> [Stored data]

// Configuration validation

use crate::{ConfigError, Result};
use bindery_core::content_negotiation::MediaType;
use std::fmt::Display;

/// Trait for validating configuration
pub trait Validate {
    fn validate(&self) -> Result<()>;
}

/// Configuration validator with rules
pub struct ConfigValidator;

impl ConfigValidator {
    /// Validate that a value is not empty
    pub fn not_empty(value: &str, field: &str) -> Result<()> {
        if value.trim().is_empty() {
            return Err(ConfigError::ValidationError(format!("{} cannot be empty", field)));
        }
        Ok(())
    }

    /// Validate that a number is within range
    pub fn in_range<T: PartialOrd + Display>(value: T, min: T, max: T, field: &str) -> Result<()> {
        if value < min || value > max {
            return Err(ConfigError::ValidationError(format!(
                "{} must be between {} and {}, got {}",
                field, min, max, value
            )));
        }
        Ok(())
    }

    /// Validate a concrete `type/subtype` media type
    pub fn is_media_type(value: &str, field: &str) -> Result<()> {
        match MediaType::parse(value) {
            Some(media_type) if !media_type.is_wildcard() => Ok(()),
            _ => Err(ConfigError::ValidationError(format!(
                "{} must be a concrete media type such as application/json, got '{}'",
                field, value
            ))),
        }
    }

    /// Validate a query parameter name
    pub fn is_param_name(value: &str, field: &str) -> Result<()> {
        Self::not_empty(value, field)?;
        if value.chars().any(|c| c.is_whitespace() || matches!(c, '&' | '=' | '?' | '#')) {
            return Err(ConfigError::ValidationError(format!(
                "{} is not a valid query parameter name: '{}'",
                field, value
            )));
        }
        Ok(())
    }
}
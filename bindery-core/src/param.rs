//! Parameter descriptions and the type descriptors binders work against.
//!
//! There is no runtime reflection here: each handler parameter is described
//! up front by a [`ParameterDescription`], whose [`TypeDescriptor`] records
//! the concrete Rust type (by `TypeId`), a display name and the
//! [`TypeKind`] that tells binders how the type may be sourced.
//!
//! ```
//! use bindery_core::param::{ParameterDescription, TypeDescriptor};
//!
//! let id = ParameterDescription::new("id", TypeDescriptor::scalar::<i64>());
//! assert_eq!(id.name(), "id");
//! assert!(id.ty().is_scalar());
//! ```

use crate::http::{Cookie, HttpRequest, HttpResponse, Session, UploadedFile};
use serde::de::DeserializeOwned;
use std::any::{Any, TypeId};
use std::fmt;
use std::hash::{Hash, Hasher};
use std::sync::Arc;

/// A bound parameter value.
pub type Value = Arc<dyn Any + Send + Sync>;

/// Decodes a JSON document into a bound value of a specific type.
pub type JsonDecoder = fn(serde_json::Value) -> Result<Value, serde_json::Error>;

/// Matches raw text against the constants of an enum type.
pub type EnumMatcher = fn(&str) -> Option<Value>;

/// Assembles element values into a collection value.
pub type CollectionBuilder = fn(Vec<Value>) -> Option<Value>;

/// Wrap a plain value as a bound [`Value`].
pub fn value<T: Any + Send + Sync>(v: T) -> Value {
    Arc::new(v)
}

/// Enum types that can be bound from text by constant name.
///
/// Matching trims surrounding whitespace and ignores ASCII case.
///
/// ```
/// use bindery_core::param::BindableEnum;
///
/// #[derive(Debug, Clone, Copy, PartialEq)]
/// enum Shade { Light, Dark }
///
/// impl BindableEnum for Shade {
///     const VARIANTS: &'static [(&'static str, Self)] = &[("LIGHT", Shade::Light), ("DARK", Shade::Dark)];
/// }
///
/// assert_eq!(Shade::from_name("  dark "), Some(Shade::Dark));
/// assert_eq!(Shade::from_name("dusk"), None);
/// ```
pub trait BindableEnum: Copy + Any + Send + Sync + 'static {
    /// Constant names and their values, in declaration order.
    const VARIANTS: &'static [(&'static str, Self)];

    fn from_name(raw: &str) -> Option<Self> {
        let raw = raw.trim();
        Self::VARIANTS
            .iter()
            .find(|(name, _)| name.eq_ignore_ascii_case(raw))
            .map(|(_, v)| *v)
    }
}

fn match_enum<E: BindableEnum>(raw: &str) -> Option<Value> {
    E::from_name(raw).map(|v| value(v))
}

fn decode_enum<E: BindableEnum>(json: serde_json::Value) -> Result<Value, serde_json::Error> {
    use serde::de::Error as _;
    match &json {
        serde_json::Value::String(s) => E::from_name(s).map(|v| value(v)).ok_or_else(|| {
            serde_json::Error::custom(format!(
                "unknown variant `{}` for {}",
                s,
                std::any::type_name::<E>()
            ))
        }),
        other => Err(serde_json::Error::custom(format!(
            "expected a string for {}, found {}",
            std::any::type_name::<E>(),
            other
        ))),
    }
}

fn decode<T: DeserializeOwned + Any + Send + Sync>(
    json: serde_json::Value,
) -> Result<Value, serde_json::Error> {
    serde_json::from_value::<T>(json).map(|v| value(v))
}

fn build_vec<T: Any + Send + Sync + Clone>(items: Vec<Value>) -> Option<Value> {
    items
        .iter()
        .map(|item| item.downcast_ref::<T>().cloned())
        .collect::<Option<Vec<T>>>()
        .map(|v| value(v))
}

/// How a type may be sourced from a request.
#[derive(Clone)]
pub enum TypeKind {
    /// Converted from text through the conversion registry.
    Scalar,
    /// Matched by constant name.
    Enum(EnumMatcher),
    /// A compound object deserialized as a whole.
    Bean,
    /// A homogeneous list; each element is bound as `element`.
    Collection {
        element: Box<TypeDescriptor>,
        build: CollectionBuilder,
    },
    /// A string-keyed map deserialized as a whole.
    Map,
    /// The live request. Handlers taking it own the body stream.
    Request,
    /// The live response.
    Response,
    /// The HTTP session.
    Session,
    /// A request cookie.
    Cookie,
    /// One uploaded multipart file.
    File,
    /// All uploaded multipart files under a field name.
    Files,
    /// Nothing in the pipeline can produce this type.
    Opaque,
}

impl fmt::Debug for TypeKind {
    fn fmt(&self, f: &mut fmt::Formatter<'_>) -> fmt::Result {
        match self {
            TypeKind::Scalar => f.write_str("Scalar"),
            TypeKind::Enum(_) => f.write_str("Enum"),
            TypeKind::Bean => f.write_str("Bean"),
            TypeKind::Collection { element, .. } => {
                f.debug_struct("Collection").field("element", element).finish()
            }
            TypeKind::Map => f.write_str("Map"),
            TypeKind::Request => f.write_str("Request"),
            TypeKind::Response => f.write_str("Response"),
            TypeKind::Session => f.write_str("Session"),
            TypeKind::Cookie => f.write_str("Cookie"),
            TypeKind::File => f.write_str("File"),
            TypeKind::Files => f.write_str("Files"),
            TypeKind::Opaque => f.write_str("Opaque"),
        }
    }
}

/// Describes the declared type of a handler parameter.
#[derive(Clone)]
pub struct TypeDescriptor {
    id: TypeId,
    name: &'static str,
    kind: TypeKind,
    json: Option<JsonDecoder>,
}

impl TypeDescriptor {
    fn new<T: Any>(kind: TypeKind, json: Option<JsonDecoder>) -> Self {
        Self {
            id: TypeId::of::<T>(),
            name: std::any::type_name::<T>(),
            kind,
            json,
        }
    }

    /// A text-convertible type such as `i32`, `Uuid` or `NaiveDate`.
    pub fn scalar<T: DeserializeOwned + Any + Send + Sync>() -> Self {
        Self::new::<T>(TypeKind::Scalar, Some(decode::<T>))
    }

    /// An enum bound by constant name.
    pub fn enumeration<E: BindableEnum>() -> Self {
        Self::new::<E>(TypeKind::Enum(match_enum::<E>), Some(decode_enum::<E>))
    }

    /// A compound object bound from a whole JSON document.
    pub fn bean<T: DeserializeOwned + Any + Send + Sync>() -> Self {
        Self::new::<T>(TypeKind::Bean, Some(decode::<T>))
    }

    /// A `Vec<T>` whose elements are described by `element`.
    pub fn list<T: DeserializeOwned + Any + Send + Sync + Clone>(element: TypeDescriptor) -> Self {
        debug_assert_eq!(element.id, TypeId::of::<T>(), "element descriptor must describe T");
        Self::new::<Vec<T>>(
            TypeKind::Collection {
                element: Box::new(element),
                build: build_vec::<T>,
            },
            Some(decode::<Vec<T>>),
        )
    }

    /// A string-keyed map, e.g. `HashMap<String, serde_json::Value>`.
    pub fn map<T: DeserializeOwned + Any + Send + Sync>() -> Self {
        Self::new::<T>(TypeKind::Map, Some(decode::<T>))
    }

    pub fn request() -> Self {
        Self::new::<HttpRequest>(TypeKind::Request, None)
    }

    pub fn response() -> Self {
        Self::new::<HttpResponse>(TypeKind::Response, None)
    }

    pub fn session() -> Self {
        Self::new::<Session>(TypeKind::Session, None)
    }

    pub fn cookie() -> Self {
        Self::new::<Cookie>(TypeKind::Cookie, None)
    }

    pub fn file() -> Self {
        Self::new::<UploadedFile>(TypeKind::File, None)
    }

    pub fn files() -> Self {
        Self::new::<Vec<UploadedFile>>(TypeKind::Files, None)
    }

    /// A type no binder knows how to produce.
    pub fn opaque<T: Any>() -> Self {
        Self::new::<T>(TypeKind::Opaque, None)
    }

    pub fn type_id(&self) -> TypeId {
        self.id
    }

    pub fn name(&self) -> &'static str {
        self.name
    }

    pub fn kind(&self) -> &TypeKind {
        &self.kind
    }

    pub fn is<T: Any>(&self) -> bool {
        self.id == TypeId::of::<T>()
    }

    pub fn is_scalar(&self) -> bool {
        matches!(self.kind, TypeKind::Scalar)
    }

    pub fn is_enum(&self) -> bool {
        matches!(self.kind, TypeKind::Enum(_))
    }

    /// Compound types a JSON document can be deserialized into as a whole.
    pub fn is_bindable_compound(&self) -> bool {
        matches!(
            self.kind,
            TypeKind::Bean | TypeKind::Collection { .. } | TypeKind::Map
        )
    }

    /// Types whose presence means the handler reads the body stream itself.
    pub fn is_body_consuming(&self) -> bool {
        matches!(self.kind, TypeKind::Request)
    }

    /// Decode a JSON value into this type, if the type supports JSON.
    pub fn decode_json(&self, json: serde_json::Value) -> Option<Result<Value, serde_json::Error>> {
        self.json.map(|decode| decode(json))
    }
}

impl PartialEq for TypeDescriptor {
    fn eq(&self, other: &Self) -> bool {
        self.id == other.id && self.name == other.name
    }
}

impl Eq for TypeDescriptor {}

impl Hash for TypeDescriptor {
    fn hash<H: Hasher>(&self, state: &mut H) {
        self.id.hash(state);
        self.name.hash(state);
    }
}

impl fmt::Debug for TypeDescriptor {
    fn fmt(&self, f: &mut fmt::Formatter<'_>) -> fmt::Result {
        f.debug_struct("TypeDescriptor")
            .field("name", &self.name)
            .field("kind", &self.kind)
            .finish()
    }
}

impl fmt::Display for TypeDescriptor {
    fn fmt(&self, f: &mut fmt::Formatter<'_>) -> fmt::Result {
        f.write_str(self.name)
    }
}

/// One target parameter of a handler: its name and declared type.
#[derive(Debug, Clone, PartialEq, Eq, Hash)]
pub struct ParameterDescription {
    name: Arc<str>,
    ty: TypeDescriptor,
}

impl ParameterDescription {
    pub fn new(name: impl Into<Arc<str>>, ty: TypeDescriptor) -> Self {
        Self {
            name: name.into(),
            ty,
        }
    }

    pub fn name(&self) -> &str {
        &self.name
    }

    pub fn ty(&self) -> &TypeDescriptor {
        &self.ty
    }
}

impl fmt::Display for ParameterDescription {
    fn fmt(&self, f: &mut fmt::Formatter<'_>) -> fmt::Result {
        write!(f, "{}: {}", self.name, self.ty.name)
    }
}

#[cfg(test)]
mod tests {
    use super::*;
    use serde::Deserialize;

    #[derive(Debug, Clone, Copy, PartialEq)]
    enum Level {
        Low,
        High,
    }

    impl BindableEnum for Level {
        const VARIANTS: &'static [(&'static str, Self)] = &[("LOW", Level::Low), ("HIGH", Level::High)];
    }

    #[derive(Debug, Deserialize, PartialEq)]
    struct Pojo {
        name: String,
    }

    #[test]
    fn test_equality_uses_name_and_type() {
        let a = ParameterDescription::new("id", TypeDescriptor::scalar::<i32>());
        let b = ParameterDescription::new("id", TypeDescriptor::scalar::<i32>());
        let c = ParameterDescription::new("id", TypeDescriptor::scalar::<i64>());
        let d = ParameterDescription::new("other", TypeDescriptor::scalar::<i32>());
        assert_eq!(a, b);
        assert_ne!(a, c);
        assert_ne!(a, d);
    }

    #[test]
    fn test_enum_matching_is_trimmed_and_case_insensitive() {
        assert_eq!(Level::from_name(" high\t"), Some(Level::High));
        assert_eq!(Level::from_name("Low"), Some(Level::Low));
        assert_eq!(Level::from_name("medium"), None);

        let ty = TypeDescriptor::enumeration::<Level>();
        let TypeKind::Enum(matcher) = ty.kind() else {
            panic!("expected enum kind");
        };
        let bound = matcher("HIGH").unwrap();
        assert_eq!(bound.downcast_ref::<Level>(), Some(&Level::High));
    }

    #[test]
    fn test_kind_predicates() {
        assert!(TypeDescriptor::bean::<Pojo>().is_bindable_compound());
        assert!(TypeDescriptor::list::<i32>(TypeDescriptor::scalar::<i32>()).is_bindable_compound());
        assert!(!TypeDescriptor::request().is_bindable_compound());
        assert!(!TypeDescriptor::cookie().is_bindable_compound());
        assert!(TypeDescriptor::request().is_body_consuming());
        assert!(!TypeDescriptor::response().is_body_consuming());
    }

    #[test]
    fn test_decode_json_bean() {
        let ty = TypeDescriptor::bean::<Pojo>();
        let bound = ty
            .decode_json(serde_json::json!({"name": "x"}))
            .unwrap()
            .unwrap();
        assert_eq!(bound.downcast_ref::<Pojo>(), Some(&Pojo { name: "x".into() }));
        assert!(TypeDescriptor::opaque::<Pojo>().decode_json(serde_json::json!({})).is_none());
    }

    #[test]
    fn test_build_vec() {
        let TypeKind::Collection { build, .. } =
            TypeDescriptor::list::<i32>(TypeDescriptor::scalar::<i32>()).kind().clone()
        else {
            panic!("expected collection kind");
        };
        let list = build(vec![value(1i32), value(2i32)]).unwrap();
        assert_eq!(list.downcast_ref::<Vec<i32>>(), Some(&vec![1, 2]));
        assert!(build(vec![value("nope".to_string())]).is_none());
    }
}
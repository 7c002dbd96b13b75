use super::{Binder, bind_text_values, has_body_consumer};
use crate::binding_map::BindingMap;
use crate::convert::ConversionRegistry;
use crate::error::BindError;
use crate::http::{HttpRequest, HttpResponse};
use crate::multipart::{MultipartLimits, MultipartParser};
use crate::param::{ParameterDescription, TypeKind, value};
use crate::route::PathVariables;
use std::sync::Arc;
use tracing::{debug, warn};

const MULTIPART_FORM_DATA: &str = "multipart/form-data";

/// Binds text fields and uploaded files from `multipart/form-data` bodies.
///
/// A corrupt stream is logged and whatever was parsed before the damage is
/// still bound. A missing boundary, an exceeded limit or an unreadable body
/// fails the request. Skipped when a parameter takes the request and so
/// owns the body stream.
#[derive(Debug, Clone)]
pub struct MultipartBinder {
    registry: Arc<ConversionRegistry>,
    limits: MultipartLimits,
}

impl MultipartBinder {
    pub fn new(registry: Arc<ConversionRegistry>, limits: MultipartLimits) -> Self {
        Self { registry, limits }
    }

    pub fn limits(&self) -> MultipartLimits {
        self.limits
    }
}

fn failure(parameter: &ParameterDescription, cause: impl ToString) -> BindError {
    BindError::Multipart {
        parameter: parameter.name().to_string(),
        target: parameter.ty().name().to_string(),
        cause: cause.to_string(),
    }
}

impl Binder for MultipartBinder {
    fn name(&self) -> &'static str {
        "multipart"
    }

    fn bind_all(
        &self,
        map: &mut BindingMap,
        request: &Arc<HttpRequest>,
        _response: &Arc<HttpResponse>,
        _path_vars: &PathVariables,
    ) -> Result<(), BindError> {
        let unbound = map.unbound();
        let Some(first) = unbound.first() else {
            return Ok(());
        };
        if request.media_type().as_deref() != Some(MULTIPART_FORM_DATA) || has_body_consumer(map) {
            return Ok(());
        }
        let content_type = request.content_type().unwrap_or_default();
        let parser = MultipartParser::from_content_type(content_type, self.limits).map_err(|e| failure(first, e))?;

        let Some(body) = request.take_body() else {
            debug!("Multipart request without a body stream");
            return Ok(());
        };
        let bytes = body.read_all().map_err(|e| BindError::BodyUnavailable {
            parameter: first.name().to_string(),
            target: first.ty().name().to_string(),
            cause: e.to_string(),
        })?;

        let (form, error) = parser.parse_partial(&bytes);
        match error {
            Some(e) if e.is_malformed() => {
                warn!(
                    error = %e,
                    fields = form.field_count(),
                    files = form.file_count(),
                    "Malformed multipart body; binding what was read"
                );
            }
            Some(e) => return Err(failure(first, e)),
            None => {
                debug!(fields = form.field_count(), files = form.file_count(), "Parsed multipart body");
            }
        }

        for parameter in &unbound {
            match parameter.ty().kind() {
                TypeKind::File => {
                    if let Some(file) = form.file(parameter.name()) {
                        map.bind_if_absent(parameter, value(file.clone()));
                    }
                }
                TypeKind::Files => {
                    let files = form.files(parameter.name());
                    if !files.is_empty() {
                        map.bind_if_absent(parameter, value(files));
                    }
                }
                _ => {
                    let values = form.field_values(parameter.name());
                    if !values.is_empty() {
                        bind_text_values(map, &self.registry, parameter, &values)?;
                    }
                }
            }
        }
        Ok(())
    }
}
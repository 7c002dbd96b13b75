//! # Binder Chain
//!
//! Fills handler parameters from the request, one data source per binder.
//!
//! ## Order
//!
//! 1. [`PathVariableBinder`]: route path variables
//! 2. [`RequestResponseBinder`]: the live request and response objects
//! 3. [`QueryFormBinder`]: query string and url-encoded form fields
//! 4. [`HeaderBinder`]: request headers
//! 5. [`SessionBinder`]: session and session attributes
//! 6. [`CookieBinder`]: request cookies
//! 7. [`JsonBodyBinder`]: JSON request bodies
//! 8. [`MultipartBinder`]: `multipart/form-data` bodies
//!
//! The body binders come last because reading the body stream is
//! destructive. Every binder only writes parameters that are still unbound,
//! so earlier binders (and method-level pre-binding) always win.
//!
//! ## Quick Start
//!
//! ```
//! use bindery_core::bind::BinderChain;
//! use bindery_core::binding_map::BindingMap;
//! use bindery_core::http::{HttpRequest, HttpResponse};
//! use bindery_core::param::{ParameterDescription, TypeDescriptor};
//! use bindery_core::route::PathPattern;
//! use std::sync::Arc;
//!
//! let chain = BinderChain::standard();
//! let request = Arc::new(HttpRequest::new("GET", "/users/7?verbose=true"));
//! let response = Arc::new(HttpResponse::new());
//! let vars = PathPattern::new("/users/{id}").extract(&request.path).unwrap();
//!
//! let mut map = BindingMap::new([
//!     ParameterDescription::new("id", TypeDescriptor::scalar::<u64>()),
//!     ParameterDescription::new("verbose", TypeDescriptor::scalar::<bool>()),
//! ]);
//! chain.bind_all(&mut map, &request, &response, &vars).unwrap();
//!
//! assert_eq!(map.value_of::<u64>("id"), Some(&7));
//! assert_eq!(map.value_of::<bool>("verbose"), Some(&true));
//! ```

mod cookie;
mod header;
mod injection;
mod json;
mod multipart;
mod path;
mod query;
mod session;

pub use cookie::*;
pub use header::*;
pub use injection::*;
pub use json::*;
pub use multipart::*;
pub use path::*;
pub use query::*;
pub use session::*;

use crate::binding_map::BindingMap;
use crate::convert::ConversionRegistry;
use crate::error::BindError;
use crate::http::{HttpRequest, HttpResponse};
use crate::multipart::MultipartLimits;
use crate::param::{ParameterDescription, TypeKind};
use crate::route::PathVariables;
use std::sync::Arc;
use tracing::debug;

/// One data source in the binder chain.
///
/// Binders are stateless apart from read-only configuration. They receive
/// the request-scoped [`BindingMap`] and write only unbound slots.
pub trait Binder: Send + Sync {
    /// Short name used in logs.
    fn name(&self) -> &'static str;

    fn bind_all(
        &self,
        map: &mut BindingMap,
        request: &Arc<HttpRequest>,
        response: &Arc<HttpResponse>,
        path_vars: &PathVariables,
    ) -> Result<(), BindError>;
}

/// Ordered sequence of binders.
#[derive(Clone, Default)]
pub struct BinderChain {
    binders: Vec<Arc<dyn Binder>>,
}

impl BinderChain {
    /// A chain with no binders.
    pub fn new() -> Self {
        Self::default()
    }

    /// The standard eight binders with default conversions and limits.
    pub fn standard() -> Self {
        Self::with_config(Arc::new(ConversionRegistry::new()), MultipartLimits::default())
    }

    /// The standard eight binders sharing `registry`.
    pub fn with_config(registry: Arc<ConversionRegistry>, limits: MultipartLimits) -> Self {
        Self::new()
            .with(PathVariableBinder::new(registry.clone()))
            .with(RequestResponseBinder)
            .with(QueryFormBinder::new(registry.clone()))
            .with(HeaderBinder::new(registry.clone()))
            .with(SessionBinder::new(registry.clone()))
            .with(CookieBinder::new(registry.clone()))
            .with(JsonBodyBinder::new(registry.clone()))
            .with(MultipartBinder::new(registry, limits))
    }

    /// Append a binder.
    pub fn with(mut self, binder: impl Binder + 'static) -> Self {
        self.binders.push(Arc::new(binder));
        self
    }

    pub fn push(&mut self, binder: Arc<dyn Binder>) {
        self.binders.push(binder);
    }

    pub fn len(&self) -> usize {
        self.binders.len()
    }

    pub fn is_empty(&self) -> bool {
        self.binders.is_empty()
    }

    pub fn names(&self) -> Vec<&'static str> {
        self.binders.iter().map(|b| b.name()).collect()
    }

    /// Run every binder in registration order. Stops at the first error.
    pub fn bind_all(
        &self,
        map: &mut BindingMap,
        request: &Arc<HttpRequest>,
        response: &Arc<HttpResponse>,
        path_vars: &PathVariables,
    ) -> Result<(), BindError> {
        for binder in &self.binders {
            let before = map.unbound().len();
            binder.bind_all(map, request, response, path_vars)?;
            let after = map.unbound().len();
            debug!(
                binder = binder.name(),
                bound = before - after,
                remaining = after,
                "Binder finished"
            );
        }
        Ok(())
    }
}

impl std::fmt::Debug for BinderChain {
    fn fmt(&self, f: &mut std::fmt::Formatter<'_>) -> std::fmt::Result {
        f.debug_struct("BinderChain").field("binders", &self.names()).finish()
    }
}

/// Bind `parameter` from textual `values` through the conversion registry.
///
/// Collections take every value; scalars and enums take the first. Returns
/// whether a value was stored. Kinds the registry cannot produce are left
/// unbound.
pub(crate) fn bind_text_values<S: AsRef<str>>(
    map: &mut BindingMap,
    registry: &ConversionRegistry,
    parameter: &ParameterDescription,
    values: &[S],
) -> Result<bool, BindError> {
    let target = parameter.ty();
    match target.kind() {
        TypeKind::Scalar | TypeKind::Enum(_) => {
            let Some(raw) = values.first() else {
                return Ok(false);
            };
            match registry
                .convert(target, raw.as_ref())
                .map_err(|e| BindError::conversion(parameter.name(), target.name(), &e))?
            {
                Some(v) => Ok(map.bind_if_absent(parameter, v)),
                None => Ok(false),
            }
        }
        TypeKind::Collection { element, build } => {
            if values.is_empty() || !registry.supports(element) {
                return Ok(false);
            }
            let mut items = Vec::with_capacity(values.len());
            for raw in values {
                match registry
                    .convert(element, raw.as_ref())
                    .map_err(|e| BindError::conversion(parameter.name(), target.name(), &e))?
                {
                    Some(v) => items.push(v),
                    None => return Ok(false),
                }
            }
            Ok(build(items).is_some_and(|v| map.bind_if_absent(parameter, v)))
        }
        _ => Ok(false),
    }
}

/// Whether any parameter in the map reads the body stream itself.
pub(crate) fn has_body_consumer(map: &BindingMap) -> bool {
    map.parameters().any(|p| p.ty().is_body_consuming())
}

#[cfg(test)]
mod tests {
    use super::*;
    use crate::param::{TypeDescriptor, value};
    use std::collections::HashMap;

    struct Fixed(&'static str, i32);

    impl Binder for Fixed {
        fn name(&self) -> &'static str {
            self.0
        }

        fn bind_all(
            &self,
            map: &mut BindingMap,
            _request: &Arc<HttpRequest>,
            _response: &Arc<HttpResponse>,
            _path_vars: &PathVariables,
        ) -> Result<(), BindError> {
            for p in map.unbound() {
                map.bind_if_absent(&p, value(self.1));
            }
            Ok(())
        }
    }

    struct Failing;

    impl Binder for Failing {
        fn name(&self) -> &'static str {
            "failing"
        }

        fn bind_all(
            &self,
            _map: &mut BindingMap,
            _request: &Arc<HttpRequest>,
            _response: &Arc<HttpResponse>,
            _path_vars: &PathVariables,
        ) -> Result<(), BindError> {
            Err(BindError::Conversion {
                parameter: "x".into(),
                target: "i32".into(),
                cause: "boom".into(),
            })
        }
    }

    fn run(chain: &BinderChain, map: &mut BindingMap) -> Result<(), BindError> {
        chain.bind_all(
            map,
            &Arc::new(HttpRequest::new("GET", "/")),
            &Arc::new(HttpResponse::new()),
            &HashMap::new(),
        )
    }

    #[test]
    fn test_standard_order() {
        assert_eq!(
            BinderChain::standard().names(),
            vec!["path", "request-response", "query-form", "header", "session", "cookie", "json-body", "multipart"]
        );
    }

    #[test]
    fn test_earlier_binder_wins() {
        let chain = BinderChain::new().with(Fixed("first", 1)).with(Fixed("second", 2));
        let x = ParameterDescription::new("x", TypeDescriptor::scalar::<i32>());
        let mut map = BindingMap::new([x]);
        run(&chain, &mut map).unwrap();
        assert_eq!(map.value_of::<i32>("x"), Some(&1));
    }

    #[test]
    fn test_error_stops_chain() {
        let chain = BinderChain::new().with(Failing).with(Fixed("late", 3));
        let x = ParameterDescription::new("x", TypeDescriptor::scalar::<i32>());
        let mut map = BindingMap::new([x]);
        assert!(run(&chain, &mut map).is_err());
        assert!(map.has_unbound());
    }

    #[test]
    fn test_bind_text_values_collection() {
        let registry = ConversionRegistry::new();
        let p = ParameterDescription::new("ids", TypeDescriptor::list::<i64>(TypeDescriptor::scalar::<i64>()));
        let mut map = BindingMap::new([p.clone()]);
        assert!(bind_text_values(&mut map, &registry, &p, &["1", "2", "3"]).unwrap());
        assert_eq!(map.value_of::<Vec<i64>>("ids"), Some(&vec![1, 2, 3]));

        let mut map = BindingMap::new([p.clone()]);
        let err = bind_text_values(&mut map, &registry, &p, &["1", "x"]).unwrap_err();
        assert_eq!(err.parameter(), "ids");
    }
}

> [What this task involves]
From the first line of the records above to the line that contains "pub fn in_range<T: PartialOrd", quote each line exactly.

> [Answer below]
// Configuration validation

use crate::{ConfigError, Result};
use bindery_core::content_negotiation::MediaType;
use std::fmt::Display;

/// Trait for validating configuration
pub trait Validate {
    fn validate(&self) -> Result<()>;
}

/// Configuration validator with rules
pub struct ConfigValidator;

impl ConfigValidator {
    /// Validate that a value is not empty
    pub fn not_empty(value: &str, field: &str) -> Result<()> {
        if value.trim().is_empty() {
            return Err(ConfigError::ValidationError(format!("{} cannot be empty", field)));
        }
        Ok(())
    }

    /// Validate that a number is within range
    pub fn in_range<T: PartialOrd + Display>(value: T, min: T, max: T, field: &str) -> Result<()> {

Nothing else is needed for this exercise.